As promised (months ago), I come bearing knitting field trip pictures!
The first shop we came across on Queen Street West. Americo was snooty. No pictures allowed inside and the sales people were all over us to buy something. Very small shops kind of have that feel, they make me uncomfortable. The yarns were gorgeous and expensive, I could never afford to make myself a sweater that doesn't exactly fit out of these yarns.
Working hard at work, both of them. The 60 hours a week is painful and I hate it, I literally have no time for myself. After the first month or so when I realized working this much was stupid, I got stuck doing it because the bux lost too many full-time supervisors/managers to let me get by with less than 30 hours. I'm foolishly dedicated to the store and I put up with the extra hours to help things go along smoothly. The next two weeks of schedule have me down for 24 hours each week, totally do-able. That is my ideal week right there, which is sad because it still leaves me working more than 50 hours each week. Soon my pretties, soon I will be a student once more with that classic of all cop-out excuses "Sorry I can't work more, I'm a student you know". I'll still work 30ish hours with classes to pay for my lux lifestyle, but I can handle it with such light course load.
Other work is going well enough. I work my 3 or 4 days with the bux and fit time in around that to get 30 hours in for co-op. Sometimes the days I pick to work don't have a lot of work to do and I feel like I'm wasting my time there, but really and truly there's always something to do. Coming up to a lot of big weddings and double-booked weekends. I booked off 4 days next week for the overload of work I'm expecting over a weekend.

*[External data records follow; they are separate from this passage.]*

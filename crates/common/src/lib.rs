//! Shared plumbing for the glossary binaries: logging setup and small wire
//! types used by both HTTP services.

pub mod types;
pub mod utils;

#[cfg(test)]
mod tests {
    use super::*;

    #[test]
    fn health_type_ok() {
        let h = types::Health::ok();
        assert_eq!(h.status, "ok");
    }

    #[test]
    fn health_serializes_status_field() {
        let v = serde_json::to_value(types::Health::ok()).unwrap();
        assert_eq!(v, serde_json::json!({"status": "ok"}));
    }
}
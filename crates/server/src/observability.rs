use std::time::Instant;

use axum::extract::Request;
use axum::http::StatusCode;
use axum::middleware::Next;
use axum::response::Response;
use once_cell::sync::Lazy;
use prometheus::{
    register_histogram_vec, register_int_counter_vec, register_int_gauge, Encoder, HistogramVec,
    IntCounterVec, IntGauge, TextEncoder,
};
use service::rpc::method;

use crate::errors::code_for;

// Prometheus metrics (default registry)
pub static RPC_REQUESTS_TOTAL: Lazy<IntCounterVec> = Lazy::new(|| {
    register_int_counter_vec!(
        "glossary_rpc_requests_total",
        "Total RPC calls handled, by method",
        &["method"]
    )
    .expect("register rpc_requests_total")
});

pub static RPC_ERRORS_TOTAL: Lazy<IntCounterVec> = Lazy::new(|| {
    register_int_counter_vec!(
        "glossary_rpc_errors_total",
        "Total failed RPC calls, by method and status code",
        &["method", "code"]
    )
    .expect("register rpc_errors_total")
});

pub static RPC_DURATION: Lazy<HistogramVec> = Lazy::new(|| {
    register_histogram_vec!(
        "glossary_rpc_duration_seconds",
        "RPC handling time in seconds",
        &["method"],
        vec![0.0005, 0.001, 0.005, 0.01, 0.025, 0.05, 0.1, 0.25, 0.5, 1.0]
    )
    .expect("register rpc_duration")
});

pub static TERMS_STORED: Lazy<IntGauge> = Lazy::new(|| {
    register_int_gauge!("glossary_terms", "Number of terms currently stored")
        .expect("register terms gauge")
});

/// Middleware around the RPC routes: counts calls, failures and latency.
pub async fn track_rpc(req: Request, next: Next) -> Response {
    let name = method::short_name(req.uri().path()).to_string();
    let started = Instant::now();
    let response = next.run(req).await;

    RPC_REQUESTS_TOTAL.with_label_values(&[name.as_str()]).inc();
    RPC_DURATION.with_label_values(&[name.as_str()]).observe(started.elapsed().as_secs_f64());
    if !response.status().is_success() {
        let code = code_for(response.status());
        RPC_ERRORS_TOTAL.with_label_values(&[name.as_str(), code.as_str()]).inc();
    }
    response
}

pub async fn metrics() -> (StatusCode, String) {
    encode_metrics()
}

pub fn encode_metrics() -> (StatusCode, String) {
    let encoder = TextEncoder::new();
    let metric_families = prometheus::gather();
    let mut buffer = Vec::new();
    if let Err(e) = encoder.encode(&metric_families, &mut buffer) {
        return (
            StatusCode::INTERNAL_SERVER_ERROR,
            format!("metrics encode error: {e}"),
        );
    }
    (
        StatusCode::OK,
        String::from_utf8(buffer).unwrap_or_default(),
    )
}
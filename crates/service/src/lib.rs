//! Glossary domain layer.
//! - `storage::term_store` owns the term collection and its JSON file.
//! - `glossary` exposes the RPC-level use cases on top of the store.
//! - `rpc` holds the wire messages shared by the server and its clients.

pub mod errors;
pub mod model;
pub mod storage;
pub mod graph;
pub mod pagination;
pub mod rpc;
pub mod api;
pub mod glossary;

pub use errors::ServiceError;
pub use glossary::GlossaryService;
pub use model::Term;
pub use storage::term_store::TermStore;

Also, since my last post, I have completed another project! Behold!
In S&B news, my crew and I have started an ongoing team blanket project for a co-worker. We're each doing 12 8"x8" squares of our pattern choice, in earth tones and natural colours. I have completed one square so far. It's going to be what we've dubbed a "family blanket" for a new baby. Neither of our co-worker's sons received any hand made knits for being born, so we decided it was our duty as knitters to provide something.
Until we meet again,
Onward.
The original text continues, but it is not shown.